The Federal Government have blamed the soot presently experienced in Port Harcourt and environs on the activities of illegal oil refiners, bunkers and burning of tyres.
The Director General of the National Oil Spill Detection and Response Agency (NOSDRA), Mr Peter Idabor, revealed this at the beginning of a Joint Activation and Drill Exercise in Port Harcourt, on Tuesday.
Naija News gathered that he also attributed the environmental hazard in the area to activities of abattoirs and illegal oil bunkering business operators, who carry out their illicit activities at night.
“In Port Harcourt, there are over 100 abattoirs and many of these abattoirs use rubber tyres to roast animals while others burn them to extract copper wires.
“Another source of the soot is the heating of asphalt (used for roads) and burning of stolen petroleum products by security agencies.” he said.
Idabor added that meetings have been held between the Ministry of Environment, security agencies and other stakeholders in the sector on how to put an end to the soot.
“We have agreed that instead of setting ablaze tankers caught with stolen petroleum product; that it is better to retire the crude oil back to the refineries and oil companies.
“We felt that rather than dispose the petroleum products into the environment that it is best to store them in refineries’’ he said.
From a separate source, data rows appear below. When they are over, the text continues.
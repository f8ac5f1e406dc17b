//! Acknowledgment gate
//!
//! Holds back any turn that an intent rule marked as needing confirmation
//! until the client presents a valid token for that action.

use crate::pipeline::{Gate, GateError, GateOutput, GateResult, PipelineContext, PipelineState};
use crate::store::AckLedger;
use async_trait::async_trait;
use serde_json::{json, Value};
use std::sync::Arc;
use tracing::info;

/// Context metadata key carrying the action a redeemed token confirmed
pub const ACKNOWLEDGED_ACTION_KEY: &str = "acknowledged_action";

pub struct ConfirmationGate {
    ledger: Arc<AckLedger>,
}

impl ConfirmationGate {
    pub const ID: &'static str = "confirmation";

    pub fn new(ledger: Arc<AckLedger>) -> Self {
        Self { ledger }
    }
}

/// A valid token only covers the action it was issued for
fn acknowledged(ctx: &PipelineContext, action: &str) -> bool {
    if !ctx.ack_token_valid {
        return false;
    }
    match ctx.metadata.get(ACKNOWLEDGED_ACTION_KEY).and_then(Value::as_str) {
        Some(acknowledged) => acknowledged == action,
        None => true,
    }
}

#[async_trait]
impl Gate for ConfirmationGate {
    fn id(&self) -> &str {
        Self::ID
    }

    async fn evaluate(
        &self,
        state: &PipelineState,
        ctx: &PipelineContext,
    ) -> Result<GateResult, GateError> {
        let Some(confirmation) = &state.flags().confirmation else {
            return Ok(GateResult::proceed(Self::ID));
        };

        if acknowledged(ctx, &confirmation.action) {
            return Ok(GateResult::pass(
                Self::ID,
                GateOutput::empty().with_data(json!({ "acknowledged": confirmation.action })),
            ));
        }

        let token = self.ledger.issue(&ctx.user_id, &confirmation.action).await;
        info!(action = %confirmation.action, "Awaiting user acknowledgment");
        Ok(GateResult::await_ack(
            Self::ID,
            token,
            confirmation.summary.clone(),
        ))
    }
}
//! Shared request-independent state: conversation history and acknowledgment tokens

pub mod ack;
pub mod conversation;

pub use ack::{AckLedger, AckRedemption};
pub use conversation::{ConversationStore, InMemoryConversationStore};

use thiserror::Error;

/// Errors raised by conversation persistence
#[derive(Debug, Clone, Error)]
pub enum StoreError {
    #[error("Conversation store unavailable: {0}")]
    Unavailable(String),

    #[error("Invalid conversation id: {0}")]
    InvalidConversation(String),
}
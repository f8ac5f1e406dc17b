//! LLM provider abstraction layer
//!
//! A provider-agnostic completion interface with Anthropic and OpenAI backends.

pub mod provider;
pub mod providers;

pub use provider::*;
pub use providers::*;

use crate::config::LlmSection;
use std::sync::Arc;
use std::time::Duration;

/// Build the configured provider with an already resolved API key
pub fn create_provider(
    section: &LlmSection,
    api_key: String,
) -> Result<Arc<dyn LlmProvider>, LlmError> {
    let timeout = Duration::from_secs(section.timeout_secs);

    match section.provider.as_str() {
        "openai" => {
            let mut config = OpenAiConfig {
                api_key,
                timeout,
                ..Default::default()
            };
            if let Some(base_url) = &section.base_url {
                config.base_url = base_url.trim_end_matches('/').to_string();
            }
            Ok(Arc::new(OpenAiProvider::new(config)?))
        }
        "anthropic" => {
            let mut config = AnthropicConfig {
                api_key,
                timeout,
                ..Default::default()
            };
            if let Some(base_url) = &section.base_url {
                config.base_url = base_url.trim_end_matches('/').to_string();
            }
            Ok(Arc::new(AnthropicProvider::new(config)?))
        }
        other => Err(LlmError::NotConfigured(format!(
            "Unsupported LLM provider: {other}"
        ))),
    }
}

#[cfg(test)]
mod tests {
    use super::*;
    use crate::config::AssistantConfig;

    #[test]
    fn test_create_known_providers() {
        let mut section = AssistantConfig::test_config().llm;
        let provider = create_provider(&section, "key".to_string()).unwrap();
        assert_eq!(provider.name(), "anthropic");

        section.provider = "openai".to_string();
        section.base_url = Some("http://localhost:9999/v1/".to_string());
        let provider = create_provider(&section, "key".to_string()).unwrap();
        assert_eq!(provider.name(), "openai");
    }

    #[test]
    fn test_unknown_provider_rejected() {
        let mut section = AssistantConfig::test_config().llm;
        section.provider = "carrier-pigeon".to_string();
        let result = create_provider(&section, "key".to_string());
        assert!(matches!(result, Err(LlmError::NotConfigured(_))));
    }
}
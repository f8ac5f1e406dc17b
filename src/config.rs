//! Assistant configuration loaded from TOML
//!
//! ```toml
//! [assistant]
//! id = "helper"
//! description = "General purpose assistant"
//!
//! [llm]
//! provider = "anthropic"
//! model = "claude-sonnet-4-20250514"
//! api_key_env = "ANTHROPIC_API_KEY"
//! system_prompt = "You are a helpful assistant."
//!
//! [pipeline]
//! max_regenerations = 2
//! on_exhaustion = "accept"
//!
//! [[intent.rules]]
//! name = "weather"
//! pattern = "(?i)weather"
//! tool = "http_fetch"
//! parameters = { url = "https://wttr.in/", query = { format = "j1", q = "{message}" } }
//!
//! [tools]
//! http_fetch = "builtin"
//! ```
//!
//! Secrets are referenced by environment variable name and resolved at runtime.

use regex::Regex;
use serde::{Deserialize, Serialize};
use std::collections::HashMap;
use std::path::Path;
use thiserror::Error;

/// Main assistant configuration
#[derive(Debug, Clone, Serialize, Deserialize, PartialEq)]
pub struct AssistantConfig {
    pub assistant: AssistantSection,
    pub llm: LlmSection,
    #[serde(default)]
    pub pipeline: PipelineSection,
    #[serde(default)]
    pub server: ServerSection,
    #[serde(default)]
    pub policy: PolicySection,
    #[serde(default)]
    pub intent: IntentSection,
    #[serde(default)]
    pub tools: HashMap<String, ToolConfig>,
    #[serde(default)]
    pub validation: ValidationSection,
    #[serde(default)]
    pub memory: MemorySection,
}

#[derive(Debug, Clone, Serialize, Deserialize, PartialEq)]
pub struct AssistantSection {
    /// Assistant identifier (must match [a-zA-Z0-9._-]+)
    pub id: String,
    #[serde(default)]
    pub description: String,
}

#[derive(Debug, Clone, Serialize, Deserialize, PartialEq)]
pub struct LlmSection {
    /// Provider name ("anthropic" or "openai")
    pub provider: String,
    pub model: String,
    /// Environment variable containing the API key
    pub api_key_env: String,
    pub system_prompt: String,
    /// Optional temperature (0.0 to 2.0)
    pub temperature: Option<f32>,
    pub max_tokens: Option<u32>,
    /// Override the provider's API base URL
    pub base_url: Option<String>,
    #[serde(default = "default_llm_timeout_secs")]
    pub timeout_secs: u64,
}

fn default_llm_timeout_secs() -> u64 {
    60
}

/// What to report when validation never accepts a draft
#[derive(Debug, Clone, Copy, Default, PartialEq, Eq, Serialize, Deserialize)]
#[serde(rename_all = "lowercase")]
pub enum ExhaustionPolicy {
    /// Deliver the last draft as a normal success
    #[default]
    Accept,
    /// Deliver the last draft flagged as degraded
    Degrade,
}

#[derive(Debug, Clone, Serialize, Deserialize, PartialEq)]
pub struct PipelineSection {
    /// Extra generation attempts validation may request per turn
    #[serde(default = "default_max_regenerations")]
    pub max_regenerations: u32,
    #[serde(default)]
    pub on_exhaustion: ExhaustionPolicy,
    /// Per-gate deadline; unset means no limit
    pub gate_timeout_ms: Option<u64>,
    /// Whole-request deadline enforced by the HTTP surface
    pub request_timeout_ms: Option<u64>,
    #[serde(default = "default_stopped_message")]
    pub stopped_message: String,
    #[serde(default = "default_error_message")]
    pub error_message: String,
}

impl Default for PipelineSection {
    fn default() -> Self {
        Self {
            max_regenerations: default_max_regenerations(),
            on_exhaustion: ExhaustionPolicy::default(),
            gate_timeout_ms: None,
            request_timeout_ms: None,
            stopped_message: default_stopped_message(),
            error_message: default_error_message(),
        }
    }
}

fn default_max_regenerations() -> u32 {
    2
}

pub fn default_stopped_message() -> String {
    "I can't help with that request.".to_string()
}

pub fn default_error_message() -> String {
    "Sorry, something went wrong while handling your message. Please try again.".to_string()
}

pub fn default_ack_message() -> String {
    "Please confirm before I continue.".to_string()
}

#[derive(Debug, Clone, Serialize, Deserialize, PartialEq)]
pub struct ServerSection {
    #[serde(default = "default_host")]
    pub host: String,
    #[serde(default = "default_port")]
    pub port: u16,
    /// Maximum accepted request body in bytes
    #[serde(default = "default_max_body_bytes")]
    pub max_body_bytes: u64,
}

impl Default for ServerSection {
    fn default() -> Self {
        Self {
            host: default_host(),
            port: default_port(),
            max_body_bytes: default_max_body_bytes(),
        }
    }
}

fn default_host() -> String {
    "0.0.0.0".to_string()
}

fn default_port() -> u16 {
    8080
}

fn default_max_body_bytes() -> u64 {
    64 * 1024
}

#[derive(Debug, Clone, Serialize, Deserialize, PartialEq)]
pub struct PolicySection {
    #[serde(default = "default_max_message_chars")]
    pub max_message_chars: usize,
    /// Regexes that halt the pipeline outright
    #[serde(default)]
    pub blocked_patterns: Vec<String>,
    #[serde(default = "default_refusal_message")]
    pub refusal_message: String,
    #[serde(default = "default_empty_message_prompt")]
    pub empty_message_prompt: String,
    #[serde(default = "default_too_long_message")]
    pub too_long_message: String,
}

impl Default for PolicySection {
    fn default() -> Self {
        Self {
            max_message_chars: default_max_message_chars(),
            blocked_patterns: Vec::new(),
            refusal_message: default_refusal_message(),
            empty_message_prompt: default_empty_message_prompt(),
            too_long_message: default_too_long_message(),
        }
    }
}

fn default_max_message_chars() -> usize {
    4000
}

fn default_refusal_message() -> String {
    "I can't help with that.".to_string()
}

fn default_empty_message_prompt() -> String {
    "It looks like your message was empty. What can I help you with?".to_string()
}

fn default_too_long_message() -> String {
    "That message is too long for me to handle. Could you shorten it?".to_string()
}

#[derive(Debug, Clone, Serialize, Deserialize, PartialEq)]
pub struct IntentSection {
    #[serde(default = "default_route")]
    pub default_route: String,
    /// Lifetime of a confirmation token
    #[serde(default = "default_ack_ttl_secs")]
    pub ack_ttl_secs: u64,
    #[serde(default)]
    pub rules: Vec<IntentRuleConfig>,
}

impl Default for IntentSection {
    fn default() -> Self {
        Self {
            default_route: default_route(),
            ack_ttl_secs: default_ack_ttl_secs(),
            rules: Vec::new(),
        }
    }
}

fn default_route() -> String {
    "chat".to_string()
}

fn default_ack_ttl_secs() -> u64 {
    900
}

/// One intent rule: the first rule whose pattern matches wins
#[derive(Debug, Clone, Serialize, Deserialize, PartialEq)]
pub struct IntentRuleConfig {
    pub name: String,
    pub pattern: String,
    /// Tool to call for live data
    pub tool: Option<String>,
    /// Tool parameters; string values may contain `{message}`
    #[serde(default)]
    pub parameters: Option<serde_json::Value>,
    /// Require explicit user confirmation before replying
    #[serde(default)]
    pub confirm: bool,
    pub summary: Option<String>,
}

/// Tool configuration
#[derive(Debug, Clone, Serialize, Deserialize, PartialEq)]
#[serde(untagged)]
pub enum ToolConfig {
    /// Simple form: tool_name = "builtin"
    Simple(String),
    /// Complex form: tool_name = { impl = "builtin", config = { ... } }
    Complex {
        #[serde(rename = "impl")]
        implementation: String,
        #[serde(default)]
        config: HashMap<String, serde_json::Value>,
    },
}

impl ToolConfig {
    pub fn implementation(&self) -> &str {
        match self {
            ToolConfig::Simple(implementation) => implementation,
            ToolConfig::Complex { implementation, .. } => implementation,
        }
    }

    /// Tool settings as a JSON object (empty for the simple form)
    pub fn settings(&self) -> serde_json::Value {
        match self {
            ToolConfig::Simple(_) => serde_json::json!({}),
            ToolConfig::Complex { config, .. } => serde_json::json!(config),
        }
    }
}

#[derive(Debug, Clone, Default, Serialize, Deserialize, PartialEq)]
pub struct ValidationSection {
    pub max_response_chars: Option<usize>,
    #[serde(default)]
    pub rules: Vec<ValidationRuleConfig>,
}

/// A draft matching `pattern` is sent back with `guidance`
#[derive(Debug, Clone, Serialize, Deserialize, PartialEq)]
pub struct ValidationRuleConfig {
    pub id: String,
    pub pattern: String,
    pub guidance: String,
}

#[derive(Debug, Clone, Serialize, Deserialize, PartialEq)]
pub struct MemorySection {
    /// Turns retained per conversation
    #[serde(default = "default_max_turns")]
    pub max_turns: usize,
    /// Turns of history included in the prompt
    #[serde(default = "default_history_window")]
    pub history_window: usize,
}

impl Default for MemorySection {
    fn default() -> Self {
        Self {
            max_turns: default_max_turns(),
            history_window: default_history_window(),
        }
    }
}

fn default_max_turns() -> usize {
    200
}

fn default_history_window() -> usize {
    20
}

/// Configuration loading errors
#[derive(Debug, Error)]
pub enum ConfigError {
    #[error("Failed to read config file: {0}")]
    FileRead(#[from] std::io::Error),
    #[error("Failed to parse TOML: {0}")]
    TomlParse(#[from] toml::de::Error),
    #[error("Environment variable not found: {0}")]
    EnvVarNotFound(String),
    #[error("Invalid assistant ID format: {0}")]
    InvalidAssistantId(String),
    #[error("Invalid pattern '{pattern}' in {section}: {reason}")]
    InvalidPattern {
        section: String,
        pattern: String,
        reason: String,
    },
    #[error("Invalid configuration: {0}")]
    InvalidConfig(String),
}

impl AssistantConfig {
    /// Load and validate configuration from a TOML file
    pub fn load_from_file(path: &Path) -> Result<Self, ConfigError> {
        let content = std::fs::read_to_string(path)?;
        Self::from_toml_str(&content)
    }

    /// Parse and validate configuration from TOML text
    pub fn from_toml_str(content: &str) -> Result<Self, ConfigError> {
        let config: AssistantConfig = toml::from_str(content)?;
        config.validate()?;
        Ok(config)
    }

    pub fn validate(&self) -> Result<(), ConfigError> {
        validate_assistant_id(&self.assistant.id)?;

        if self.llm.system_prompt.trim().is_empty() {
            return Err(ConfigError::InvalidConfig(
                "llm.system_prompt must not be empty".to_string(),
            ));
        }
        if let Some(temperature) = self.llm.temperature {
            if !(0.0..=2.0).contains(&temperature) {
                return Err(ConfigError::InvalidConfig(format!(
                    "llm.temperature {temperature} is outside 0.0..=2.0"
                )));
            }
        }
        if self.pipeline.gate_timeout_ms == Some(0) || self.pipeline.request_timeout_ms == Some(0)
        {
            return Err(ConfigError::InvalidConfig(
                "pipeline timeouts must be greater than zero".to_string(),
            ));
        }

        for pattern in &self.policy.blocked_patterns {
            compile_pattern("policy.blocked_patterns", pattern)?;
        }

        for rule in &self.intent.rules {
            compile_pattern(&format!("intent rule '{}'", rule.name), &rule.pattern)?;
            if let Some(tool) = &rule.tool {
                if !self.tools.contains_key(tool) {
                    return Err(ConfigError::InvalidConfig(format!(
                        "intent rule '{}' references unknown tool '{}'",
                        rule.name, tool
                    )));
                }
            }
        }

        for rule in &self.validation.rules {
            compile_pattern(&format!("validation rule '{}'", rule.id), &rule.pattern)?;
        }

        Ok(())
    }

    /// Helper method to get environment variable with error propagation
    fn get_env_var_required(env_var_name: &str) -> Result<String, ConfigError> {
        std::env::var(env_var_name)
            .map_err(|_| ConfigError::EnvVarNotFound(env_var_name.to_string()))
    }

    /// Get LLM API key from environment variable
    pub fn get_llm_api_key(&self) -> Result<String, ConfigError> {
        Self::get_env_var_required(&self.llm.api_key_env)
    }

    /// Create a test configuration for unit testing
    #[cfg(test)]
    pub fn test_config() -> Self {
        let toml_content = r#"
[assistant]
id = "test-assistant"
description = "A test assistant"

[llm]
provider = "anthropic"
model = "claude-sonnet-4-20250514"
api_key_env = "ANTHROPIC_API_KEY"
system_prompt = "You are a helpful assistant."
temperature = 0.7
max_tokens = 1000
"#;
        Self::from_toml_str(toml_content).expect("Test config should parse")
    }
}

/// Compile a configured regex, mapping failures to a config error
pub fn compile_pattern(section: &str, pattern: &str) -> Result<Regex, ConfigError> {
    Regex::new(pattern).map_err(|e| ConfigError::InvalidPattern {
        section: section.to_string(),
        pattern: pattern.to_string(),
        reason: e.to_string(),
    })
}

fn validate_assistant_id(assistant_id: &str) -> Result<(), ConfigError> {
    let valid_chars = assistant_id
        .chars()
        .all(|c| c.is_ascii_alphanumeric() || c == '.' || c == '_' || c == '-');

    if assistant_id.is_empty() || !valid_chars {
        return Err(ConfigError::InvalidAssistantId(format!(
            "Assistant ID '{assistant_id}' must match pattern [a-zA-Z0-9._-]+"
        )));
    }

    Ok(())
}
Idabor said a committee, set up on the orders of Vice President Yemi Osinbajo, had adopted the Harmonised Standard Operating Procedure to deal with recovered stolen petroleum products.
He said that the particles could not be prevented from entering homes and offices.
“The soot particle is then inhaled and after sometimes becomes an irritant and the individual starts coughing. After persistent cough, a wound is created inside the lungs.
The NOSDRA boss, while advicing the residents of the state to use nose masks to reduce the impart of this hazard said agencies under the ministry, Rivers Government, oil companies and members of the Armed Forces and other stakeholders would attend a one-day retreat in Port Harcourt on April 27 to address the challenges associated with this. (NAN)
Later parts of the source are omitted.